Several animal studies have reported a positive effect of hesperidin in lowering total cholesterol, triglycerides and low-density lipoprotein levels in the blood. However, this compound does not show any beneficial effect in human clinical trials. In this context, it should be noted that, despite the significant therapeutic impact on hepatic glucose metabolism, the poor bioavailability of citrus bioflavonoids in the circulation raises concerns about their physiological relevance.

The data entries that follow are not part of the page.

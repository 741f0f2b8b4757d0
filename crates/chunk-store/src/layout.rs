use std::path::{Path, PathBuf};

use slicedrop_protocol::{ChunkId, ContentHash};

/// Name of the hidden directory for in-flight blobs.
const STAGING_DIR: &str = ".staging";

/// Resolves every on-disk path under a storage root.
///
/// All names come from validated [`ContentHash`] / [`ChunkId`] values and
/// sanitized extensions, so joined paths never leave the root.
#[derive(Debug, Clone)]
pub struct StorageLayout {
    root: PathBuf,
}

impl StorageLayout {
    pub fn new(root: impl Into<PathBuf>) -> Self {
        Self { root: root.into() }
    }

    pub fn root(&self) -> &Path {
        &self.root
    }

    /// Merged file for `hash` with extension `ext` (as from `file_extension`).
    pub fn final_file(&self, hash: &ContentHash, ext: &str) -> PathBuf {
        self.root.join(hash.final_file_name(ext))
    }

    pub fn chunk_dir(&self, hash: &ContentHash) -> PathBuf {
        self.root.join(hash.chunk_dir_name())
    }

    pub fn chunk_path(&self, hash: &ContentHash, id: &ChunkId) -> PathBuf {
        self.chunk_dir(hash).join(id.as_str())
    }

    pub fn staging_dir(&self) -> PathBuf {
        self.root.join(STAGING_DIR)
    }
}
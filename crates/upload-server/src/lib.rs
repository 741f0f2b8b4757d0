//! HTTP surface of the SliceDrop upload server.
//!
//! Exposes the chunk upload, verify and merge endpoints over a
//! [`ChunkStore`](slicedrop_chunk_store::ChunkStore), with permissive CORS
//! so browser clients on any origin can talk to it.

mod error;
mod routes;
mod server;

pub use error::ApiError;
pub use routes::router;
pub use server::{ServerConfig, UploadServer};

/// Default cap on a single request body. Chunks larger than this are
/// rejected before they reach the store.
pub const DEFAULT_MAX_CHUNK_BYTES: usize = 64 * 1024 * 1024;

/// Errors produced by the upload server.
#[derive(Debug, thiserror::Error)]
pub enum ServerError {
    #[error("I/O error: {0}")]
    Io(#[from] std::io::Error),

    #[error("server already running")]
    AlreadyRunning,
}
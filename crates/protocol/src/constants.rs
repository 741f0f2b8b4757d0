/// Upload-chunk endpoint (multipart POST).
pub const UPLOAD_CHUNK_PATH: &str = "/";

/// Verify endpoint (JSON POST).
pub const VERIFY_PATH: &str = "/verify";

/// Merge endpoint (JSON POST).
pub const MERGE_PATH: &str = "/merge";

/// Liveness endpoint.
pub const HEALTH_PATH: &str = "/health";

/// Default chunk size used by the uploader: 10 MiB.
pub const DEFAULT_CHUNK_SIZE: u64 = 10 * 1024 * 1024;

/// Prefix of the per-hash directory holding not-yet-merged chunks.
pub const CHUNK_DIR_PREFIX: &str = "chunkDir_";

/// Separator between the digest and the index inside a chunk id.
pub const CHUNK_ID_SEPARATOR: char = '-';

/// Longest content hash accepted from a client.
pub const MAX_CONTENT_HASH_LEN: usize = 128;

// ---------------------------------------------------------------------------
// Chunk upload responses (plain text bodies)
// ---------------------------------------------------------------------------

pub const RESPONSE_FILE_EXISTS: &str = "file exist";
pub const RESPONSE_CHUNK_EXISTS: &str = "chunk exist";
pub const RESPONSE_CHUNK_RECEIVED: &str = "received file chunk";
pub const RESPONSE_CHUNK_FAILED: &str = "process file chunk failed";

/// Message sent with a successful merge.
pub const MERGE_SUCCESS_MESSAGE: &str = "file merged success";

// ---------------------------------------------------------------------------
// Multipart field names
// ---------------------------------------------------------------------------

pub const FIELD_CHUNK_BLOB: &str = "chunkBlob";
pub const FIELD_CHUNK_ID: &str = "chunkId";
pub const FIELD_CONTENT_HASH: &str = "contentHash";
pub const FIELD_FILENAME: &str = "filename";

/// Older clients name the multipart fields `chunk`, `hash` and `fileHash`.
pub const LEGACY_FIELD_CHUNK_BLOB: &str = "chunk";
pub const LEGACY_FIELD_CHUNK_ID: &str = "hash";
pub const LEGACY_FIELD_CONTENT_HASH: &str = "fileHash";

/// File names dropped into directories by desktop operating systems.
pub const HIDDEN_ARTIFACTS: &[&str] = &[".DS_Store", "Thumbs.db", "desktop.ini"];
#[cfg(test)]
mod tests {
    use super::*;

    fn hash() -> ContentHash {
        ContentHash::parse("feedbeef").unwrap()
    }

    fn setup() -> (tempfile::TempDir, StorageLayout) {
        let dir = tempfile::tempdir().unwrap();
        let layout = StorageLayout::new(dir.path());
        std::fs::create_dir_all(layout.staging_dir()).unwrap();
        (dir, layout)
    }

    fn store_chunk(layout: &StorageLayout, index: u64, data: &[u8]) {
        let h = hash();
        std::fs::create_dir_all(layout.chunk_dir(&h)).unwrap();
        std::fs::write(layout.chunk_path(&h, &h.chunk_id(index)), data).unwrap();
    }

    fn original(len: usize) -> Vec<u8> {
        (0..len).map(|i| (i % 253) as u8).collect()
    }

    fn store_all(layout: &StorageLayout, data: &[u8], chunk_size: usize) {
        for (i, part) in data.chunks(chunk_size).enumerate() {
            store_chunk(layout, i as u64, part);
        }
    }

    #[tokio::test]
    async fn merge_reassembles_and_cleans_up() {
        let (_dir, layout) = setup();
        let data = original(2_500);
        store_all(&layout, &data, 1_000);

        let report = merge_chunks(&layout, &hash(), "video.mp4", 1_000, MergePolicy::Lenient)
            .await
            .unwrap();

        assert_eq!(report.chunks, 3);
        assert_eq!(report.bytes, 2_500);
        assert!(!report.already_merged);
        assert_eq!(report.path, layout.final_file(&hash(), ".mp4"));
        assert_eq!(std::fs::read(&report.path).unwrap(), data);
        assert!(!layout.chunk_dir(&hash()).exists());
        assert_eq!(std::fs::read_dir(layout.staging_dir()).unwrap().count(), 0);
    }

    #[tokio::test]
    async fn indices_sort_numerically_past_ten() {
        let (_dir, layout) = setup();
        let data = original(12 * 10 + 3);
        store_all(&layout, &data, 10);

        let report = merge_chunks(&layout, &hash(), "a.bin", 10, MergePolicy::Strict)
            .await
            .unwrap();
        assert_eq!(report.chunks, 13);
        assert_eq!(std::fs::read(&report.path).unwrap(), data);
    }

    #[tokio::test]
    async fn hidden_artifacts_are_ignored() {
        let (_dir, layout) = setup();
        let data = original(30);
        store_all(&layout, &data, 10);
        std::fs::write(layout.chunk_dir(&hash()).join(".DS_Store"), b"junk").unwrap();

        let report = merge_chunks(&layout, &hash(), "a.bin", 10, MergePolicy::Lenient)
            .await
            .unwrap();
        assert_eq!(std::fs::read(&report.path).unwrap(), data);
        assert!(!layout.chunk_dir(&hash()).exists());
    }

    #[tokio::test]
    async fn lenient_merge_leaves_hole_for_missing_chunk() {
        let (_dir, layout) = setup();
        store_chunk(&layout, 0, b"aaaa");
        store_chunk(&layout, 2, b"cc");

        let report = merge_chunks(&layout, &hash(), "a.bin", 4, MergePolicy::Lenient)
            .await
            .unwrap();
        assert_eq!(std::fs::read(&report.path).unwrap(), b"aaaa\0\0\0\0cc");
    }

    #[tokio::test]
    async fn strict_merge_rejects_gap() {
        let (_dir, layout) = setup();
        store_chunk(&layout, 0, b"aaaa");
        store_chunk(&layout, 2, b"cc");

        let err = merge_chunks(&layout, &hash(), "a.bin", 4, MergePolicy::Strict)
            .await
            .unwrap_err();
        assert!(matches!(err, MergeError::Incomplete { ref missing } if missing == &vec![1]));
        // Nothing was consumed.
        assert!(layout.chunk_path(&hash(), &hash().chunk_id(0)).exists());
    }

    #[tokio::test]
    async fn strict_merge_rejects_wrong_chunk_size() {
        let (_dir, layout) = setup();
        store_chunk(&layout, 0, b"aaaa");
        store_chunk(&layout, 1, b"bb");

        let err = merge_chunks(&layout, &hash(), "a.bin", 3, MergePolicy::Strict)
            .await
            .unwrap_err();
        assert!(matches!(err, MergeError::ChunkSizeMismatch { len: 4, expected: 3, .. }));
    }

    /// Stores a chunk under an arbitrary file name in the hash's directory.
    fn store_named(layout: &StorageLayout, name: &str, data: &[u8]) {
        let dir = layout.chunk_dir(&hash());
        std::fs::create_dir_all(&dir).unwrap();
        std::fs::write(dir.join(name), data).unwrap();
    }

    #[tokio::test]
    async fn strict_merge_rejects_oversized_final_chunk() {
        let (_dir, layout) = setup();
        store_chunk(&layout, 0, b"aaaa");
        store_chunk(&layout, 1, b"bbbbb");

        let err = merge_chunks(&layout, &hash(), "a.bin", 4, MergePolicy::Strict)
            .await
            .unwrap_err();
        assert!(matches!(
            err,
            MergeError::ChunkSizeMismatch { ref chunk_id, len: 5, expected: 4 } if chunk_id == "feedbeef-1"
        ));
        assert!(layout.chunk_path(&hash(), &hash().chunk_id(1)).exists());
    }

    #[tokio::test]
    async fn strict_merge_rejects_empty_final_chunk() {
        let (_dir, layout) = setup();
        store_chunk(&layout, 0, b"aaaa");
        store_chunk(&layout, 1, b"");

        let err = merge_chunks(&layout, &hash(), "a.bin", 4, MergePolicy::Strict)
            .await
            .unwrap_err();
        assert!(matches!(err, MergeError::ChunkSizeMismatch { len: 0, expected: 4, .. }));
    }

    #[tokio::test]
    async fn strict_merge_reports_only_indices_below_chunk_count() {
        let (_dir, layout) = setup();
        store_chunk(&layout, 0, b"aaaa");
        store_chunk(&layout, 20_000_000, b"zz");

        let err = merge_chunks(&layout, &hash(), "a.bin", 4, MergePolicy::Strict)
            .await
            .unwrap_err();
        assert!(matches!(err, MergeError::Incomplete { ref missing } if missing == &vec![1]));
        assert!(layout.chunk_path(&hash(), &hash().chunk_id(0)).exists());
    }

    #[tokio::test]
    async fn offset_past_file_limit_is_rejected_before_writing() {
        let (_dir, layout) = setup();
        store_chunk(&layout, 0, b"aa");
        // 2^63 * 2 wraps to offset 0.
        store_chunk(&layout, 1 << 63, b"ZZ");

        let err = merge_chunks(&layout, &hash(), "a.bin", 2, MergePolicy::Lenient)
            .await
            .unwrap_err();
        assert!(matches!(
            err,
            MergeError::OffsetOutOfRange { ref chunk_id, chunk_size: 2 }
                if chunk_id == "feedbeef-9223372036854775808"
        ));
        assert!(!layout.final_file(&hash(), ".bin").exists());
        assert_eq!(std::fs::read(layout.chunk_path(&hash(), &hash().chunk_id(0))).unwrap(), b"aa");
        assert_eq!(std::fs::read_dir(layout.staging_dir()).unwrap().count(), 0);
    }

    #[tokio::test]
    async fn chunk_ending_past_file_limit_is_rejected() {
        let (_dir, layout) = setup();
        // Offset fits, offset + len does not.
        store_chunk(&layout, u64::MAX, b"zz");

        let err = merge_chunks(&layout, &hash(), "a.bin", 1, MergePolicy::Lenient)
            .await
            .unwrap_err();
        assert!(matches!(err, MergeError::OffsetOutOfRange { .. }));
        assert!(layout.chunk_dir(&hash()).exists());
    }

    #[tokio::test]
    async fn duplicate_index_fails_merge() {
        let (_dir, layout) = setup();
        store_chunk(&layout, 0, b"aaaa");
        store_named(&layout, "other-0", b"ZZZZ");

        for policy in [MergePolicy::Lenient, MergePolicy::Strict] {
            let err = merge_chunks(&layout, &hash(), "a.bin", 4, policy)
                .await
                .unwrap_err();
            assert!(matches!(err, MergeError::DuplicateIndex { index: 0 }));
        }
        assert!(!layout.final_file(&hash(), ".bin").exists());
        assert_eq!(std::fs::read(layout.chunk_path(&hash(), &hash().chunk_id(0))).unwrap(), b"aaaa");
    }

    #[tokio::test]
    async fn missing_directory_is_no_chunks() {
        let (_dir, layout) = setup();
        let err = merge_chunks(&layout, &hash(), "a.bin", 4, MergePolicy::Lenient)
            .await
            .unwrap_err();
        assert!(matches!(err, MergeError::NoChunks(_)));
    }

    #[tokio::test]
    async fn zero_chunk_size_rejected() {
        let (_dir, layout) = setup();
        store_chunk(&layout, 0, b"a");
        let err = merge_chunks(&layout, &hash(), "a.bin", 0, MergePolicy::Lenient)
            .await
            .unwrap_err();
        assert!(matches!(err, MergeError::InvalidChunkSize));
    }

    #[tokio::test]
    async fn existing_file_supersedes_stale_chunks() {
        let (_dir, layout) = setup();
        std::fs::write(layout.final_file(&hash(), ".bin"), b"done").unwrap();
        store_chunk(&layout, 0, b"stale");

        let report = merge_chunks(&layout, &hash(), "a.bin", 4, MergePolicy::Lenient)
            .await
            .unwrap();
        assert!(report.already_merged);
        assert_eq!(std::fs::read(&report.path).unwrap(), b"done");
        assert!(!layout.chunk_dir(&hash()).exists());
    }

    #[cfg(unix)]
    #[tokio::test]
    async fn unreadable_chunk_fails_merge_and_keeps_directory() {
        use std::os::unix::fs::PermissionsExt;

        let (_dir, layout) = setup();
        store_chunk(&layout, 0, b"aaaa");
        store_chunk(&layout, 1, b"bb");
        let bad = layout.chunk_path(&hash(), &hash().chunk_id(1));
        std::fs::set_permissions(&bad, std::fs::Permissions::from_mode(0o000)).unwrap();
        if std::fs::File::open(&bad).is_ok() {
            // Running as root; permissions are not enforced.
            return;
        }

        let err = merge_chunks(&layout, &hash(), "a.bin", 4, MergePolicy::Lenient)
            .await
            .unwrap_err();
        let MergeError::Chunks { failures } = err else {
            panic!("expected chunk failures, got {err:?}");
        };
        assert_eq!(failures.len(), 1);
        assert_eq!(failures[0].chunk_id, "feedbeef-1");
        assert!(!layout.final_file(&hash(), ".bin").exists());
        assert!(layout.chunk_dir(&hash()).exists());
        assert_eq!(std::fs::read_dir(layout.staging_dir()).unwrap().count(), 0);
    }

    #[tokio::test]
    async fn read_chunk_dir_orders_by_index() {
        let (_dir, layout) = setup();
        for i in [10, 2, 0, 1] {
            store_chunk(&layout, i, b"x");
        }
        std::fs::write(layout.chunk_dir(&hash()).join("Thumbs.db"), b"").unwrap();

        let listed = read_chunk_dir(&layout.chunk_dir(&hash())).await.unwrap().unwrap();
        let names: Vec<&str> = listed.iter().map(|c| c.name.as_str()).collect();
        assert_eq!(names, vec!["feedbeef-0", "feedbeef-1", "feedbeef-2", "feedbeef-10"]);
    }
}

Management of insulin resistance
Insulin, a hormone secreted by beta cells of the pancreas, is primarily responsible for regulating blood sugar levels. A grapefruit-derived flavonoid, naringenin, has been found to increase insulin secretion by pancreatic beta cells in response to glucose. In a mouse model of gestational diabetes, this flavonoid was shown to improve insulin and glucose levels and restore normal body weight.
In diabetic rats, Citrus sinensis (L.) Osbeck peel extract has been shown to reduce insulin resistance by increasing the expression of peroxisome proliferator-activated receptor gamma (PPAR-γ), GLUT4, and insulin receptors. In diabetic patients, hesperidin supplementation has been shown to significantly reduce fasting blood glucose and glycosylated hemoglobin levels and increase blood insulin levels. Studies on the mechanism of action of citrus flavonoids have shown that these compounds increase insulin sensitivity by modulating several signaling pathways, including the PI3K/Akt, PKA, and AMPK pathways.
Inhibition of DPP-4
Recent evidence indicates that citrus bioflavonoids may act as potential DPP-4 inhibitors. In one study, hesperetin 8 and naringenin 9 demonstrated a 15-fold greater ability to inhibit DPP-4 activity than a potent DPP inhibitor diprotin A.
Management of diabetes-related complications
Quercetin, a citrus flavonol, has been shown to prevent the development of diabetic nephropathy (kidney complication) in mice by reducing lipid peroxidation, increasing antioxidant activity, inhibiting GLUT2, and suppressing insulin-dependent activation of PI3K.
In diabetic patients, supplementing with quercetin three times a day for four weeks was found to significantly alleviate symptoms of diabetic neuropathy (nerve damage). In diabetic rats, hesperidin has been shown to reduce diabetic retinopathy (eye damage) by reducing retinal inflammation, preserving the blood-retinal barrier, increasing retinal thickness, and reducing blood glucose levels and aldose reductase activity.